Dataset items
§ §
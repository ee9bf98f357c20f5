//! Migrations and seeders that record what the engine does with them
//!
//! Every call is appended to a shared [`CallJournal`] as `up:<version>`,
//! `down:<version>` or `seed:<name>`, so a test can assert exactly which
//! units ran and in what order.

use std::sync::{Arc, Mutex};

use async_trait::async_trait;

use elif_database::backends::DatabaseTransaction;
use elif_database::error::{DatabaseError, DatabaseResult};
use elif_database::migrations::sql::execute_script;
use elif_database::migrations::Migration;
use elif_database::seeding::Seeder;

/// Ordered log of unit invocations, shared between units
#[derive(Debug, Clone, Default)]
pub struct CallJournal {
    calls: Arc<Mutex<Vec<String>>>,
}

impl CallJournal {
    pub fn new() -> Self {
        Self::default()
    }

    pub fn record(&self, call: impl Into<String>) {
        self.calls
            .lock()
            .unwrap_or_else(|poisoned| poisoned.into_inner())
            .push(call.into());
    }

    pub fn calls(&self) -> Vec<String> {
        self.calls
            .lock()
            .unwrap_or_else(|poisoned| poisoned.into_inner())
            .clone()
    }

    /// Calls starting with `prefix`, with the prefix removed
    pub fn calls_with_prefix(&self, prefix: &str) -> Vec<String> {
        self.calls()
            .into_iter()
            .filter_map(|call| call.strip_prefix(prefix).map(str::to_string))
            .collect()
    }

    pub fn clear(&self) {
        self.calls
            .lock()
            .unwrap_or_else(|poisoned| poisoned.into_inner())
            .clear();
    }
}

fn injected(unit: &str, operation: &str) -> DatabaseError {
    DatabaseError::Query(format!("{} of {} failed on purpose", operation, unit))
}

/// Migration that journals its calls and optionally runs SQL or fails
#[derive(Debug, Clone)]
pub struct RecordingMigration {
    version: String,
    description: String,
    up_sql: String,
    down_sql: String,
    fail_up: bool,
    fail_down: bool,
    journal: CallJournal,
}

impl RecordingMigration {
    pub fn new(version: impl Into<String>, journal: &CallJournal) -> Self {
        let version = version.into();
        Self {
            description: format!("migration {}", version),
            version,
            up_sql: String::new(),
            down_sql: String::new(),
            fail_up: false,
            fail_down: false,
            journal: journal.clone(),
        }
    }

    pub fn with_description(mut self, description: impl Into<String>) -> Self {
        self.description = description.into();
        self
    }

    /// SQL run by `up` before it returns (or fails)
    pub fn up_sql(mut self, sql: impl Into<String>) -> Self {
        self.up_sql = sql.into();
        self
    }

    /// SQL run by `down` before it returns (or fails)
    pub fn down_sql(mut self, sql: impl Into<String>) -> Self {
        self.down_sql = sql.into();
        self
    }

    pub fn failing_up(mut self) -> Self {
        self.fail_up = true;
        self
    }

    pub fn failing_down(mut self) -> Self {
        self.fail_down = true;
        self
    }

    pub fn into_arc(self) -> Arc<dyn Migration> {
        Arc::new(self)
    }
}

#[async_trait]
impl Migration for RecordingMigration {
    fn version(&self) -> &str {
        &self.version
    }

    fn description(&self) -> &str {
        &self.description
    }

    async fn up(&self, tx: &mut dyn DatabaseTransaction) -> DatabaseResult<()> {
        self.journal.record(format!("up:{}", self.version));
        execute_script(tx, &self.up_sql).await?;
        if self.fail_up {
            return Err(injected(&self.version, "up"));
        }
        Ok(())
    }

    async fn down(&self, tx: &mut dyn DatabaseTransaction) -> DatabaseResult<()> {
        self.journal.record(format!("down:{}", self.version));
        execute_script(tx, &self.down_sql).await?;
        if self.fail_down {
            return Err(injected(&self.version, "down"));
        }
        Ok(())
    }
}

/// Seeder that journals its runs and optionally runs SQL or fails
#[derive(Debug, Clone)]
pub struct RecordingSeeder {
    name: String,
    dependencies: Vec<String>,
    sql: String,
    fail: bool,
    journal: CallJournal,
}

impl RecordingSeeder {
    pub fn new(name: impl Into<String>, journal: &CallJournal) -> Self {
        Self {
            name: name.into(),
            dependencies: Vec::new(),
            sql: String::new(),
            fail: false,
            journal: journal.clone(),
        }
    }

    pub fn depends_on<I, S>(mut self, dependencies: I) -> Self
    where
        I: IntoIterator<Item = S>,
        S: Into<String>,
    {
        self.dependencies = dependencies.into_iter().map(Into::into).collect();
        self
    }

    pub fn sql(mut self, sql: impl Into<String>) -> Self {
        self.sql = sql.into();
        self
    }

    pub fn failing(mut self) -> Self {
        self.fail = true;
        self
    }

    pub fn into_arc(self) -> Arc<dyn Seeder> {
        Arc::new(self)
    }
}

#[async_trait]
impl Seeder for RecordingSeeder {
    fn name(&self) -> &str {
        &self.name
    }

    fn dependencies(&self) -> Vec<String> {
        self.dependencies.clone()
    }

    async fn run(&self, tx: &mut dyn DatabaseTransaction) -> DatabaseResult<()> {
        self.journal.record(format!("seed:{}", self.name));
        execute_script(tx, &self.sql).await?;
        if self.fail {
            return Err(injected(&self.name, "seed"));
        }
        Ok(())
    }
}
§ §
**Problem requirements**
From the records, copy every line that has the string "RecordingSeeder" in it.

**The completed task**
pub struct RecordingSeeder {
impl RecordingSeeder {
impl Seeder for RecordingSeeder {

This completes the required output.